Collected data
=== Begin Enclosure ===
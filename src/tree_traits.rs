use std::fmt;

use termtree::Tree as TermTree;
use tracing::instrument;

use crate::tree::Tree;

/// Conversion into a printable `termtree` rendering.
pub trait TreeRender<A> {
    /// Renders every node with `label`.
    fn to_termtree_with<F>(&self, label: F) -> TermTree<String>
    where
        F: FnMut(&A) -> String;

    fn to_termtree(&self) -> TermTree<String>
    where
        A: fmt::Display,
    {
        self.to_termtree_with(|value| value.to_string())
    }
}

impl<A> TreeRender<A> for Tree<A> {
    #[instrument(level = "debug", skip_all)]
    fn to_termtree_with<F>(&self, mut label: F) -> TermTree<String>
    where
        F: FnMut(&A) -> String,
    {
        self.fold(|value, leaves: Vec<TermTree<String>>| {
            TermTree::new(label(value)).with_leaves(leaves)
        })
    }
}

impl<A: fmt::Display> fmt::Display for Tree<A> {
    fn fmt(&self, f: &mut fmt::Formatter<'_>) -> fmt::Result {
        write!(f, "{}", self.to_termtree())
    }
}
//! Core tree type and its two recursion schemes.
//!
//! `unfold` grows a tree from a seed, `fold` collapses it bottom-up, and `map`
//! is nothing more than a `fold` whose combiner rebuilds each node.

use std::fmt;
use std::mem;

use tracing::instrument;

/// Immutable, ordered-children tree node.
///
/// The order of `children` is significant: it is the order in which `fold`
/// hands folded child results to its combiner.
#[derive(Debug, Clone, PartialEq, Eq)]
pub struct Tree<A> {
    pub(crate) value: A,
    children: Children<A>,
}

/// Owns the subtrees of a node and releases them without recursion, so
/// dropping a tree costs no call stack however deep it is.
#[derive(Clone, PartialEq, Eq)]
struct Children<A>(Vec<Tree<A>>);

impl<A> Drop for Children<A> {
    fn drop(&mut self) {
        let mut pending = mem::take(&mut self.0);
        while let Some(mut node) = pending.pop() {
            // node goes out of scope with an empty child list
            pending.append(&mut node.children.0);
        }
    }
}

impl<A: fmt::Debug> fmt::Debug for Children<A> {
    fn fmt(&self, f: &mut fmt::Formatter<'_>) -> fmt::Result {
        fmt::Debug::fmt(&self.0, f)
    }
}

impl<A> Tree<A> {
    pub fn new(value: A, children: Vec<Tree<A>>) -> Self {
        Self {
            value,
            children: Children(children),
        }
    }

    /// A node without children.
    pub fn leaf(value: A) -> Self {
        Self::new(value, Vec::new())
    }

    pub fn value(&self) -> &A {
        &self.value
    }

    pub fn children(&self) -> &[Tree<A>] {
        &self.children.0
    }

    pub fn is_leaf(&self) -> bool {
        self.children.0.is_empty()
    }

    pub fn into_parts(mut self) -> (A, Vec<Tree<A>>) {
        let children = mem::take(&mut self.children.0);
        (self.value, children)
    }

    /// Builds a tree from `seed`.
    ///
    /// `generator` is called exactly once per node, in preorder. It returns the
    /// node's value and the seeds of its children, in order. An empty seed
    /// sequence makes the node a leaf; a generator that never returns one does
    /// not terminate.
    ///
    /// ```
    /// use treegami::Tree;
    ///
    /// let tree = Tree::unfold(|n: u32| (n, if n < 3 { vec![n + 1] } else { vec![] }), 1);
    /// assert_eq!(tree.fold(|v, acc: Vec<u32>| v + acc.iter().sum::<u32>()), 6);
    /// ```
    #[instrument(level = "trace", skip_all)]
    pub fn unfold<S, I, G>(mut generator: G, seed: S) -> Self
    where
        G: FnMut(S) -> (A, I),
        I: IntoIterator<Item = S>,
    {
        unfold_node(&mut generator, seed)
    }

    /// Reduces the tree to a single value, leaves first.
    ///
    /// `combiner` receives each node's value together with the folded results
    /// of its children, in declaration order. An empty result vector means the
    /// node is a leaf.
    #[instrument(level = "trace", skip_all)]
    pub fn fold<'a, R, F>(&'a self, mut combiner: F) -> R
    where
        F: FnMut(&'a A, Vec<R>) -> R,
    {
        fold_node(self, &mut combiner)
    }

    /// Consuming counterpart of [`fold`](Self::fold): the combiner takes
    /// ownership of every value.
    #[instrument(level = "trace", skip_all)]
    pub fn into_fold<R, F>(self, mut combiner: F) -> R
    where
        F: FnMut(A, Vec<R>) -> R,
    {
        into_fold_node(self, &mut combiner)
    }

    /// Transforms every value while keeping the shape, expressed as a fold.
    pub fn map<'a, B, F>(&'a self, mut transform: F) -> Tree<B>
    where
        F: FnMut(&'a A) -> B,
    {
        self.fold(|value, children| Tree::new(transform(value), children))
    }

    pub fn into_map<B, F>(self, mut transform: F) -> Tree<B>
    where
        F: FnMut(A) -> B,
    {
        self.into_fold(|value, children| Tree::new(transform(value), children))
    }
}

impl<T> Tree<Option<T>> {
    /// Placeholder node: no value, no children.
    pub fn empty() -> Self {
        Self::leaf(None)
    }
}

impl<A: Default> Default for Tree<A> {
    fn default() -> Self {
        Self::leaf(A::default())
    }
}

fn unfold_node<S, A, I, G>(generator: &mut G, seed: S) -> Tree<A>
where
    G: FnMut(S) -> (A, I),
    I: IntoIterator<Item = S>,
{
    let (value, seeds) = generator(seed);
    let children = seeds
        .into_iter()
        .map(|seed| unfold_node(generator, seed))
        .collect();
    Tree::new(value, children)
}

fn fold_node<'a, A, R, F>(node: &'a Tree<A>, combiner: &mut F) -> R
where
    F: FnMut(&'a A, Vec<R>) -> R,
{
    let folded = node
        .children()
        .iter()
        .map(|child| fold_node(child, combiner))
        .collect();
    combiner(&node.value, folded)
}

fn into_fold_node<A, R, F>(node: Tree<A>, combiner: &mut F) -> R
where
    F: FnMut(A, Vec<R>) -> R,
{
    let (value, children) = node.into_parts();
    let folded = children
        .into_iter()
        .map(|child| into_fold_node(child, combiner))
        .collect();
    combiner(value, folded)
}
=== End Enclosure ===
The problem: Could you reproduce all of the entries above exactly?

Answer box:
filename src/tree_traits.rs
use std::fmt;

use termtree::Tree as TermTree;
use tracing::instrument;

use crate::tree::Tree;

/// Conversion into a printable `termtree` rendering.
pub trait TreeRender<A> {
    /// Renders every node with `label`.
    fn to_termtree_with<F>(&self, label: F) -> TermTree<String>
    where
        F: FnMut(&A) -> String;

    fn to_termtree(&self) -> TermTree<String>
    where
        A: fmt::Display,
    {
        self.to_termtree_with(|value| value.to_string())
    }
}

impl<A> TreeRender<A> for Tree<A> {
    #[instrument(level = "debug", skip_all)]
    fn to_termtree_with<F>(&self, mut label: F) -> TermTree<String>
    where
        F: FnMut(&A) -> String,
    {
        self.fold(|value, leaves: Vec<TermTree<String>>| {
            TermTree::new(label(value)).with_leaves(leaves)
        })
    }
}

impl<A: fmt::Display> fmt::Display for Tree<A> {
    fn fmt(&self, f: &mut fmt::Formatter<'_>) -> fmt::Result {
        write!(f, "{}", self.to_termtree())
    }
}
//! Core tree type and its two recursion schemes.
//!
//! `unfold` grows a tree from a seed, `fold` collapses it bottom-up, and `map`
//! is nothing more than a `fold` whose combiner rebuilds each node.

use std::fmt;
use std::mem;

use tracing::instrument;

/// Immutable, ordered-children tree node.
///
/// The order of `children` is significant: it is the order in which `fold`
/// hands folded child results to its combiner.
#[derive(Debug, Clone, PartialEq, Eq)]
pub struct Tree<A> {
    pub(crate) value: A,
    children: Children<A>,
}

/// Owns the subtrees of a node and releases them without recursion, so
/// dropping a tree costs no call stack however deep it is.
#[derive(Clone, PartialEq, Eq)]
struct Children<A>(Vec<Tree<A>>);

impl<A> Drop for Children<A> {
    fn drop(&mut self) {
        let mut pending = mem::take(&mut self.0);
        while let Some(mut node) = pending.pop() {
            // node goes out of scope with an empty child list
            pending.append(&mut node.children.0);
        }
    }
}

impl<A: fmt::Debug> fmt::Debug for Children<A> {
    fn fmt(&self, f: &mut fmt::Formatter<'_>) -> fmt::Result {
        fmt::Debug::fmt(&self.0, f)
    }
}

impl<A> Tree<A> {
    pub fn new(value: A, children: Vec<Tree<A>>) -> Self {
        Self {
            value,
            children: Children(children),
        }
    }

    /// A node without children.
    pub fn leaf(value: A) -> Self {
        Self::new(value, Vec::new())
    }

    pub fn value(&self) -> &A {
        &self.value
    }

    pub fn children(&self) -> &[Tree<A>] {
        &self.children.0
    }

    pub fn is_leaf(&self) -> bool {
        self.children.0.is_empty()
    }

    pub fn into_parts(mut self) -> (A, Vec<Tree<A>>) {
        let children = mem::take(&mut self.children.0);
        (self.value, children)
    }

    /// Builds a tree from `seed`.
    ///
    /// `generator` is called exactly once per node, in preorder. It returns the
    /// node's value and the seeds of its children, in order. An empty seed
    /// sequence makes the node a leaf; a generator that never returns one does
    /// not terminate.
    ///
    /// ```
    /// use treegami::Tree;
    ///
    /// let tree = Tree::unfold(|n: u32| (n, if n < 3 { vec![n + 1] } else { vec![] }), 1);
    /// assert_eq!(tree.fold(|v, acc: Vec<u32>| v + acc.iter().sum::<u32>()), 6);
    /// ```
    #[instrument(level = "trace", skip_all)]
    pub fn unfold<S, I, G>(mut generator: G, seed: S) -> Self
    where
        G: FnMut(S) -> (A, I),
        I: IntoIterator<Item = S>,
    {
        unfold_node(&mut generator, seed)
    }

    /// Reduces the tree to a single value, leaves first.
    ///
    /// `combiner` receives each node's value together with the folded results
    /// of its children, in declaration order. An empty result vector means the
    /// node is a leaf.
    #[instrument(level = "trace", skip_all)]
    pub fn fold<'a, R, F>(&'a self, mut combiner: F) -> R
    where
        F: FnMut(&'a A, Vec<R>) -> R,
    {
        fold_node(self, &mut combiner)
    }

    /// Consuming counterpart of [`fold`](Self::fold): the combiner takes
    /// ownership of every value.
    #[instrument(level = "trace", skip_all)]
    pub fn into_fold<R, F>(self, mut combiner: F) -> R
    where
        F: FnMut(A, Vec<R>) -> R,
    {
        into_fold_node(self, &mut combiner)
    }

    /// Transforms every value while keeping the shape, expressed as a fold.
    pub fn map<'a, B, F>(&'a self, mut transform: F) -> Tree<B>
    where
        F: FnMut(&'a A) -> B,
    {
        self.fold(|value, children| Tree::new(transform(value), children))
    }

    pub fn into_map<B, F>(self, mut transform: F) -> Tree<B>
    where
        F: FnMut(A) -> B,
    {
        self.into_fold(|value, children| Tree::new(transform(value), children))
    }
}

impl<T> Tree<Option<T>> {
    /// Placeholder node: no value, no children.
    pub fn empty() -> Self {
        Self::leaf(None)
    }
}

impl<A: Default> Default for Tree<A> {
    fn default() -> Self {
        Self::leaf(A::default())
    }
}

fn unfold_node<S, A, I, G>(generator: &mut G, seed: S) -> Tree<A>
where
    G: FnMut(S) -> (A, I),
    I: IntoIterator<Item = S>,
{
    let (value, seeds) = generator(seed);
    let children = seeds
        .into_iter()
        .map(|seed| unfold_node(generator, seed))
        .collect();
    Tree::new(value, children)
}

fn fold_node<'a, A, R, F>(node: &'a Tree<A>, combiner: &mut F) -> R
where
    F: FnMut(&'a A, Vec<R>) -> R,
{
    let folded = node
        .children()
        .iter()
        .map(|child| fold_node(child, combiner))
        .collect();
    combiner(&node.value, folded)
}

fn into_fold_node<A, R, F>(node: Tree<A>, combiner: &mut F) -> R
where
    F: FnMut(A, Vec<R>) -> R,
{
    let (value, children) = node.into_parts();
    let folded = children
        .into_iter()
        .map(|child| into_fold_node(child, combiner))
        .collect();
    combiner(value, folded)
}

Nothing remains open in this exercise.